Oh Kidd, he is a successful painter, an outback fisherman, a computer geek, and an industrial spy. He is doesn’t spy for world powers or politics, just sort of evens the playing fields for manufacturers. He is the modern day version of the Renaissance Man.

Well, he comes back from a fishing trip in Canada to find that one of his former associates has been murdered. The story is that Jack was caught breaking into the company that he was contracting computer work to and that he shot the guard before being gunned down.

He has to agree with Jack’s sister, Lane, that doesn’t sound like Jack at all. He hated guns, was terrified of them in fact. While they ponder this, you might say that all hell breaks loose in the hacker world. Suddenly the FBI is after a group they call Firewall and the members are the user names of people that Kidd knows. And even worse, his name is on the list. Wait a minute, he hasn’t done anything. He just got back from fishing for gosh sakes!

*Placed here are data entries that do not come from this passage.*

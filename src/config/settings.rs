//! Configuration settings for tvb
//!
//! Defines the CLI arguments, subcommands and the runtime settings derived
//! from them. The `-profile` flag is not declared here: it uses a single
//! dash and is stripped from the argument list before clap sees it.

use crate::profile::{
    take_profile, FrameworkProbe, SettingsFileProbe, StaticProbe, FRAMEWORK_SETTINGS_ENV,
    SUBPARAM_PROFILE,
};
use clap::{Parser, Subcommand, ValueEnum};
use std::path::PathBuf;

/// tvb - profile selection and package metadata for TheVirtualBrain
#[derive(Parser, Debug, Clone)]
#[command(name = "tvb")]
#[command(author = "Stuart Knock, Marmaduke Woodman, Paula Sanz Leon")]
#[command(version = env!("CARGO_PKG_VERSION"))]
#[command(about = "Profile selection and package metadata for TheVirtualBrain")]
#[command(long_about = r#"
Selects the execution profile for TheVirtualBrain and manages the package's
install-time metadata.

The profile is passed as `-profile <NAME>` anywhere on the command line.
Known profiles: LIBRARY_PROFILE, DEVELOPMENT_PROFILE, TEST_POSTGRES_PROFILE,
TEST_SQLITE_PROFILE, DEPLOYMENT_PROFILE, CONSOLE_PROFILE.

Examples:
  tvb -profile LIBRARY_PROFILE            # Show the selected profile
  tvb profiles                            # List known profiles
  tvb package --format json               # Package metadata as JSON
  tvb install ./build                     # Generate and clean up metadata
"#)]
pub struct CliArgs {
    /// Framework settings file; the framework counts as installed when it exists
    #[arg(long, env = FRAMEWORK_SETTINGS_ENV, value_name = "PATH")]
    pub framework_settings: Option<PathBuf>,

    /// Treat the framework as absent regardless of settings
    #[arg(long)]
    pub no_framework: bool,

    /// Output format for reports
    #[arg(long, value_enum, default_value = "text", global = true)]
    pub format: OutputFormat,

    /// Verbose output (can be repeated: -v, -vv)
    #[arg(short = 'v', long, action = clap::ArgAction::Count, global = true)]
    pub verbose: u8,

    /// Quiet mode (suppress non-error output)
    #[arg(short = 'q', long, global = true)]
    pub quiet: bool,

    /// Subcommands
    #[command(subcommand)]
    pub command: Option<Commands>,
}

/// Available subcommands
#[derive(Subcommand, Debug, Clone)]
pub enum Commands {
    /// Show the selected profile and whether library mode is active
    #[command(name = "profile")]
    Profile,

    /// List the known profiles
    #[command(name = "profiles")]
    Profiles,

    /// Show package metadata
    #[command(name = "package")]
    Package,

    /// Write or remove the generated metadata directory
    #[command(name = "metadata")]
    Metadata {
        /// Action to run
        #[command(subcommand)]
        action: MetadataAction,
    },

    /// Generate the metadata directory under ROOT, then clean it up
    #[command(name = "install")]
    Install {
        /// Install root
        #[arg(default_value = ".")]
        root: PathBuf,
    },
}

/// Metadata directory actions
#[derive(Subcommand, Debug, Clone)]
pub enum MetadataAction {
    /// Render the metadata files under ROOT
    Write {
        /// Target root
        #[arg(default_value = ".")]
        root: PathBuf,
    },
    /// Remove the metadata directory under ROOT, if any
    Clean {
        /// Target root
        #[arg(default_value = ".")]
        root: PathBuf,
    },
}

/// Output format for reports
#[derive(ValueEnum, Debug, Clone, Copy, PartialEq, Eq, Default)]
pub enum OutputFormat {
    /// Human-readable text
    #[default]
    Text,
    /// JSON format
    Json,
}

/// How framework availability is decided
#[derive(Debug, Clone, PartialEq, Eq, Default)]
pub enum FrameworkSource {
    /// Look for the settings file at this path
    SettingsFile(PathBuf),
    /// Forced absent
    Absent,
    /// Nothing configured
    #[default]
    Unconfigured,
}

/// Runtime configuration derived from CLI args
#[derive(Debug, Clone, Default)]
pub struct Settings {
    /// Framework availability source
    pub framework: FrameworkSource,
    /// Report format
    pub format: OutputFormat,
    /// Verbosity level
    pub verbose: u8,
    /// Suppress non-error output
    pub quiet: bool,
}

impl Settings {
    /// Create settings from CLI arguments
    pub fn from_cli(args: &CliArgs) -> Self {
        let framework = if args.no_framework {
            FrameworkSource::Absent
        } else if let Some(path) = &args.framework_settings {
            FrameworkSource::SettingsFile(path.clone())
        } else {
            FrameworkSource::Unconfigured
        };

        Self {
            framework,
            format: args.format,
            verbose: args.verbose,
            quiet: args.quiet,
        }
    }

    /// Probe matching the configured framework source
    pub fn probe(&self) -> Box<dyn FrameworkProbe> {
        match &self.framework {
            FrameworkSource::SettingsFile(path) => Box::new(SettingsFileProbe::new(path)),
            FrameworkSource::Absent => Box::new(StaticProbe(false)),
            FrameworkSource::Unconfigured => Box::new(SettingsFileProbe::unconfigured()),
        }
    }

    /// Default `tracing` filter directive for the verbosity level
    pub fn log_directive(&self) -> &'static str {
        if self.quiet {
            return "error";
        }
        match self.verbose {
            0 => "warn",
            1 => "info",
            2 => "debug",
            _ => "trace",
        }
    }
}

/// Split process arguments into the list clap parses and the `-profile` tokens.
///
/// The program name in `argv[0]` always stays first in the clap list; only the
/// remaining arguments are searched and stripped. The second list is either
/// empty or `["-profile", NAME]`.
pub fn split_process_args(argv: Vec<String>) -> (Vec<String>, Vec<String>) {
    let mut iter = argv.into_iter();
    let program = iter.next();
    let mut rest: Vec<String> = iter.collect();

    let profile_args = match take_profile(&mut rest, true) {
        Some(name) => vec![SUBPARAM_PROFILE.to_string(), name],
        None => Vec::new(),
    };

    let cli_argv = program.into_iter().chain(rest).collect();
    (cli_argv, profile_args)
}

#[cfg(test)]
mod tests {
    use super::*;

    #[test]
    fn test_parse_defaults() {
        let args = CliArgs::try_parse_from(["tvb"]).unwrap();
        assert!(args.command.is_none());
        assert_eq!(args.format, OutputFormat::Text);
    }

    #[test]
    fn test_parse_metadata_clean() {
        let args = CliArgs::try_parse_from(["tvb", "metadata", "clean", "/tmp/build"]).unwrap();
        match args.command {
            Some(Commands::Metadata {
                action: MetadataAction::Clean { root },
            }) => assert_eq!(root, PathBuf::from("/tmp/build")),
            other => panic!("unexpected command: {:?}", other),
        }
    }

    #[test]
    fn test_single_dash_profile_is_not_a_clap_flag() {
        assert!(CliArgs::try_parse_from(["tvb", "-profile", "LIBRARY_PROFILE"]).is_err());
    }

    #[test]
    fn test_settings_framework_source() {
        let args = CliArgs::try_parse_from(["tvb", "--no-framework", "profile"]).unwrap();
        let settings = Settings::from_cli(&args);
        assert_eq!(settings.framework, FrameworkSource::Absent);
        assert!(!settings.probe().framework_available());

        let args =
            CliArgs::try_parse_from(["tvb", "--framework-settings", "/nonexistent/settings.py"])
                .unwrap();
        let settings = Settings::from_cli(&args);
        assert_eq!(
            settings.framework,
            FrameworkSource::SettingsFile(PathBuf::from("/nonexistent/settings.py"))
        );
        assert!(!settings.probe().framework_available());
    }

    #[test]
    fn test_no_framework_wins_over_env_settings() {
        std::env::set_var(FRAMEWORK_SETTINGS_ENV, "/etc/tvb/settings.py");
        let parsed = CliArgs::try_parse_from(["tvb", "--no-framework", "profile"]);
        std::env::remove_var(FRAMEWORK_SETTINGS_ENV);

        let args = parsed.unwrap();
        assert_eq!(args.framework_settings, Some(PathBuf::from("/etc/tvb/settings.py")));
        let settings = Settings::from_cli(&args);
        assert_eq!(settings.framework, FrameworkSource::Absent);
    }

    fn argv(items: &[&str]) -> Vec<String> {
        items.iter().map(|s| s.to_string()).collect()
    }

    #[test]
    fn test_split_process_args_keeps_program_name() {
        let (cli, profile) = split_process_args(argv(&["tvb", "package", "-profile", "tvb"]));
        assert_eq!(cli, argv(&["tvb", "package"]));
        assert_eq!(profile, argv(&["-profile", "tvb"]));

        let args = CliArgs::try_parse_from(&cli).unwrap();
        assert!(matches!(args.command, Some(Commands::Package)));
    }

    #[test]
    fn test_split_process_args_without_profile() {
        let (cli, profile) = split_process_args(argv(&["tvb", "profiles", "-profile"]));
        assert_eq!(cli, argv(&["tvb", "profiles", "-profile"]));
        assert!(profile.is_empty());

        let (cli, profile) = split_process_args(Vec::new());
        assert!(cli.is_empty());
        assert!(profile.is_empty());
    }

    #[test]
    fn test_log_directive() {
        let mut settings = Settings::default();
        assert_eq!(settings.log_directive(), "warn");
        settings.verbose = 2;
        assert_eq!(settings.log_directive(), "debug");
        settings.quiet = true;
        assert_eq!(settings.log_directive(), "error");
    }
}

So what starts as a mission to find out what actually happened to his friend Jack, turns into a dangerous battle to save his own skin. He has to find out why Jack was killed, who killed him and hide from the Feds at the same time. Then of course, when the bad guys realize that he is on to them, he has to somehow stay out of their sights as well.

This book, written in 2000, has some computer terminology that is a bit dated, but it doesn’t detract from the suspense and fun at all. I found myself unable to put it down because just after one crisis would seem to end, another would ensue! Besides, how can you not like a guy that while running for his life still takes the time to sit down and sketch a woman’s foot or the cockpit of an airplane? You might not like his motives or his espionage, but you gotta love his style. Oh, and did I mention, he uses Tarot Cards?

Paperback: 368 pages
Publisher: Berkley (September 7, 2004)
Language: English
ISBN-10: 0425179885
ISBN-13: 978-0425179888

John Sanford is the pseudonym of Pulitzer Prize-winning journalist John Camp. He has written 28 novels and I have yet to be disappointed.